R
Code to download Datasets from Kenneth French’s famous website.
Update
With version 1.1.0 we have added the possibility to format the data sets saved in the list as tibble
for direct proceeding.
Motivation
One often needs those datasets for further empirical work and it is a tedious effort to download the (zipped) csv, open and then manually separate the contained datasets. This package downloads them automatically, and converts them to a list of xts-objects that contain all the information from the csv-files.
Contributors
Original code from MasimovR https://github.com/MasimovR/. Was then heavily redacted by me.
Installation
You can install FFdownload from CRAN with
install.packages("FFdownload")
or directly from github with:
# install.packages("devtools")
devtools::install_github("sstoeckl/FFdownload")
Examples
Example 1: Monthly files
In this example, we use FFDwonload
to
- get a list of all available monthly zip-files and save that files as temp.txt.
library(FFdownload)
temptxt <- tempfile(fileext = ".txt")
# Example 1: Use FFdownload to get a list of all monthly zip-files. Save that list as temptxt.
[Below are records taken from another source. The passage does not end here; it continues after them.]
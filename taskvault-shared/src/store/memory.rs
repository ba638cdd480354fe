//! In-memory backend used by tests and local runs without a database.

use async_trait::async_trait;
use chrono::Utc;
use std::collections::BTreeMap;
use tokio::sync::RwLock;

use super::{Store, StoreError, StoreResult, TaskStore, UserStore};
use crate::models::task::{NewTask, Task, TaskFilter, TaskStatus};
use crate::models::user::{CreateUser, User};

#[derive(Debug, Default)]
struct Tables {
    users: BTreeMap<i64, User>,
    tasks: BTreeMap<i64, Task>,
    next_user_id: i64,
    next_task_id: i64,
}

/// Store keeping everything in ordered maps behind a single lock
#[derive(Debug, Default)]
pub struct MemoryStore {
    tables: RwLock<Tables>,
}

impl MemoryStore {
    pub fn new() -> Self {
        Self::default()
    }
}

#[async_trait]
impl UserStore for MemoryStore {
    async fn insert_user(&self, data: CreateUser) -> StoreResult<User> {
        let mut tables = self.tables.write().await;

        if tables.users.values().any(|u| u.username == data.username) {
            return Err(StoreError::Duplicate("username"));
        }
        if tables.users.values().any(|u| u.email == data.email) {
            return Err(StoreError::Duplicate("email"));
        }

        tables.next_user_id += 1;
        let user = User {
            id: tables.next_user_id,
            username: data.username,
            email: data.email,
            password_hash: data.password_hash,
            created_at: Utc::now(),
        };
        tables.users.insert(user.id, user.clone());

        Ok(user)
    }

    async fn user_by_username(&self, username: &str) -> StoreResult<Option<User>> {
        let tables = self.tables.read().await;
        Ok(tables.users.values().find(|u| u.username == username).cloned())
    }

    async fn user_by_email(&self, email: &str) -> StoreResult<Option<User>> {
        let tables = self.tables.read().await;
        Ok(tables.users.values().find(|u| u.email == email).cloned())
    }
}

#[async_trait]
impl TaskStore for MemoryStore {
    async fn insert_task(&self, data: NewTask) -> StoreResult<Task> {
        let mut tables = self.tables.write().await;

        tables.next_task_id += 1;
        let now = Utc::now();
        let task = Task {
            id: tables.next_task_id,
            user_id: data.user_id,
            title: data.title,
            description: data.description,
            priority: data.priority,
            status: TaskStatus::Pending,
            version: 1,
            created_at: now,
            updated_at: now,
        };
        tables.tasks.insert(task.id, task.clone());

        Ok(task)
    }

    async fn task_owned(&self, id: i64, user_id: i64) -> StoreResult<Option<Task>> {
        let tables = self.tables.read().await;
        Ok(tables
            .tasks
            .get(&id)
            .filter(|t| t.user_id == user_id)
            .cloned())
    }

    async fn tasks_owned(
        &self,
        user_id: i64,
        filter: TaskFilter,
        limit: i64,
        offset: i64,
    ) -> StoreResult<(Vec<Task>, i64)> {
        let tables = self.tables.read().await;

        let matching: Vec<&Task> = tables
            .tasks
            .values()
            .rev()
            .filter(|t| t.user_id == user_id && filter.matches(t))
            .collect();

        let total = matching.len() as i64;
        let page = matching
            .into_iter()
            .skip(offset.max(0) as usize)
            .take(limit.max(0) as usize)
            .cloned()
            .collect();

        Ok((page, total))
    }

    async fn update_task(&self, task: &Task) -> StoreResult<Option<Task>> {
        let mut tables = self.tables.write().await;

        let Some(stored) = tables.tasks.get_mut(&task.id) else {
            return Ok(None);
        };
        if stored.user_id != task.user_id || stored.version != task.version {
            return Ok(None);
        }

        stored.title = task.title.clone();
        stored.description = task.description.clone();
        stored.priority = task.priority;
        stored.status = task.status;
        stored.version += 1;
        stored.updated_at = Utc::now();

        Ok(Some(stored.clone()))
    }

    async fn delete_task(&self, id: i64, user_id: i64) -> StoreResult<bool> {
        let mut tables = self.tables.write().await;

        match tables.tasks.get(&id) {
            Some(task) if task.user_id == user_id => {
                tables.tasks.remove(&id);
                Ok(true)
            }
            _ => Ok(false),
        }
    }
}

#[async_trait]
impl Store for MemoryStore {
    async fn ping(&self) -> StoreResult<()> {
        Ok(())
    }
}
FFdownload(exclude_daily=TRUE,download=FALSE,download_only=TRUE,listsave=temptxt)
FFlist <- readr::read_csv(temptxt) %>% dplyr::select(2) %>% dplyr::rename(Files=x)
FFlist %>% dplyr::slice(1:3,(dplyr::n()-2):dplyr::n())
#> # A tibble: 6 × 1
#> Files
#> <chr>
#> 1 F-F_Research_Data_Factors_CSV.zip
#> 2 F-F_Research_Data_Factors_weekly_CSV.zip
#> 3 F-F_Research_Data_Factors_daily_CSV.zip
#> 4 Emerging_Markets_4_Portfolios_BE-ME_OP_CSV.zip
#> 5 Emerging_Markets_4_Portfolios_OP_INV_CSV.zip
#> 6 Emerging_Markets_4_Portfolios_BE-ME_INV_CSV.zip
- Next, after inspecting the list we specify a vector
inputlist
to only download the datasets we actually need.
tempd <- tempdir()
inputlist <- c("F-F_Research_Data_Factors","F-F_Momentum_Factor","F-F_ST_Reversal_Factor","F-F_LT_Reversal_Factor")
FFdownload(exclude_daily=TRUE,tempd=tempd,download=TRUE,download_only=TRUE,inputlist=inputlist)
- In the final step we process the downloaded files (formatting the output data.frames as tibbles for direct proceeding):
tempf <- paste0(tempd,"\\FFdata.RData")
getwd()
#> [1] "D:/OneDrive - University of Liechtenstein/ROOT/Packages/ffdownload"
FFdownload(output_file = tempf, exclude_daily=TRUE,tempd=tempd,download=FALSE,
download_only=FALSE,inputlist = inputlist, format="tbl")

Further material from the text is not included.